UNFPA Targets 10 Year-Old Girls
Thursday, October 20, 2016
The United Nations Population Fund (UNFPA) today released its flagship report State of World Population 2016 (SWOP 2016) centered on the lives of 10-year-old girls. UNFPA believes: "The world's future will be determined by the fate of its 10-year-old girls". It intends to focus on this age group in order to achieve the Sustainable Development Goals (SDGs).

According to the report, "An estimated 125 million 10-year-olds are alive today, part of the largest number of young people in human history." This group has been labeled the
so-called 'SDG Generation' for its greatly anticipated role in the elimination of poverty,achievement of economic growth, and improved health and well-being for all by 2030 when they will be young adults in the workforce.

Of the 125 million 10-year-olds, the largest numbers are in India and China, accounting for an estimated 20% and 12.3% of the worldwide number of 10-year-olds. The United States is the only one of the 10 countries with the largest number of the age group that is not classified as "less developed".

Not surprising, there is a stark difference in the sex ratio; just over 60 million 10-year-olds are girls, and 65 million are boys. In Asia and the Pacific, the SWOP states that "
there are 111 boys for every 100 girls. This is largely driven by significant differences in the numbers of boysand girls in a handful of countries, including India and China, where there are 112 and 117 boys, respectively, for every 100 girls."

The cause, the most deadly form of discrimination against girls-sex selective abortion-is barely noted in the report, contained within a set of parenthesis. SWOP explains that the uneven sex ratio in China and India "is largely driven by a strong preference for male children, which results in discrimination against girl children both before they are born (in the form of prenatal sex selection) and afterwards (in the form of discriminatory practices that increase the mortality of girl)."

SWOP reiterates the tragic finding that suicide is now the leading cause of death for adolescent girls between 15 and 19 worldwide and the second leading cause of death for adolescent girls between the ages of 10 and 19 globally.

The report, on the surface, appears to focus on issues which enjoy support from advocates for human dignity and the right to life including equal access to primary and secondary education, girls' access to nutritious food and health care, protection from child marriage, violence, sexual abuse and child labor, and opportunity for employment. The latter is especially true of countries with high numbers of 10-year-olds, including India, China and Nigeria, where rapidly growing economies are presenting youth with improved opportunities.

The radical agenda driven aspects of the report emerge in the SWOP list of "10 essential actions for the 10-year-old girl" with the action to "Use the 2030 Agenda data revolution to better track progress for girls, including on sexual and reproductive health." The agreed upon indicators for tracking progress on the SDG target to "Ensure universal access to sexual and reproductive health and reproductive rights" refers only to older adolescent girls and women, 15-49 years of age.

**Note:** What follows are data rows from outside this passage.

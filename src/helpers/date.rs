//! Date helper functions

use chrono::{DateTime, NaiveDate, NaiveDateTime};

/// Format a front-matter date as `YYYY.MM.DD`.
///
/// Dates that cannot be parsed are returned unchanged.
///
/// # Examples
/// ```ignore
/// format_date("2024-01-15") // -> "2024.01.15"
/// ```
pub fn format_date(s: &str) -> String {
    match parse_date(s) {
        Some(date) => date.format("%Y.%m.%d").to_string(),
        None => s.to_string(),
    }
}

/// Parse a date string in various formats
pub fn parse_date(s: &str) -> Option<NaiveDate> {
    let s = s.trim();

    let datetime_formats = [
        "%Y-%m-%d %H:%M:%S",
        "%Y/%m/%d %H:%M:%S",
        "%Y-%m-%d %H:%M",
        "%Y-%m-%dT%H:%M:%S",
        "%Y-%m-%dT%H:%M:%S%.f",
    ];
    for fmt in datetime_formats {
        if let Ok(dt) = NaiveDateTime::parse_from_str(s, fmt) {
            return Some(dt.date());
        }
    }

    for fmt in ["%Y-%m-%d", "%Y/%m/%d", "%Y.%m.%d"] {
        if let Ok(d) = NaiveDate::parse_from_str(s, fmt) {
            return Some(d);
        }
    }

    // RFC 3339 / ISO 8601 with offset
    DateTime::parse_from_rfc3339(s).ok().map(|dt| dt.date_naive())
}
//! Library error types

use thiserror::Error;

/// Errors produced while reading, rendering, or exporting content
#[derive(Error, Debug)]
pub enum Error {
    #[error("Not found: {0}")]
    NotFound(String),

    #[error("Page {page} is out of range (total pages: {total_pages})")]
    PageOutOfRange { page: usize, total_pages: usize },

    #[error("Invalid slug: {0}")]
    InvalidSlug(String),

    #[error("Render error: {0}")]
    Render(String),

    #[error("IO error: {0}")]
    Io(#[from] std::io::Error),

    #[error("JSON error: {0}")]
    Json(#[from] serde_json::Error),
}

impl Error {
    /// Whether this error means "nothing here" rather than a real failure
    pub fn is_not_found(&self) -> bool {
        matches!(self, Error::NotFound(_) | Error::PageOutOfRange { .. })
    }
}

pub type Result<T> = std::result::Result<T, Error>;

Attempts by select countries, UN entities, and pro-abortion NGOs to include younger adolescent girls beginning at age 10 in the indicators on access to sexual and reproductive health have so far not been successful.

Is the State of World Population 2016 report and its promotion of the controversial idea of access to sexual and reproductive health and rights for 10-year-old girls an attempt to circumvent the UN SDG indicator process? Country UNFPA offices all over the world are celebrating today's release of the SWOP report and conducting their own launches of the report.

UNFPA in the report calls for unity surrounding 10-year-old girls:
"Women, youth and reproductive health advocates have all been leaders in changing norms, but mainly in their separate arenas. The well being of the 10-year-old girl is in the interest of all and consistent with their principles. She could be a point where they join forces, unlocking rapid progress so that she is no longer left out and left behind."

SWOP recommends "Key Investments to empower girls, give them choices" that includes "through comprehensive sexuality education" and "through access to sexual and reproductive health information, services and supplies, including contraceptives." Abortion is considered to be a "reproductive health service".

The report also states, "Comprehensive sexuality education, coupled with access to a range of contraceptive options and other sexual and reproductive health-care services, on the other hand, allows adolescents to start making choices suitable for them, while reducing rates of pregnancy and HIV transmission."

One of the ways that UNFPA secures the support of parents is through "conditional cash transfer programs" where parents are given a financial incentive to ensure that their daughter remains in school and to purchase school supplies and food. They also agree to allow their daughter "to attend a community programme for girls, where she starts to learn about reproductive health-including puberty, pregnancy, contraceptive use and sexually transmitted infections-decision-making and life skills."

UNFPA believes that 10-year-old girls "will shape the future of her community and our shared world" and is working to influence these impressionable girls.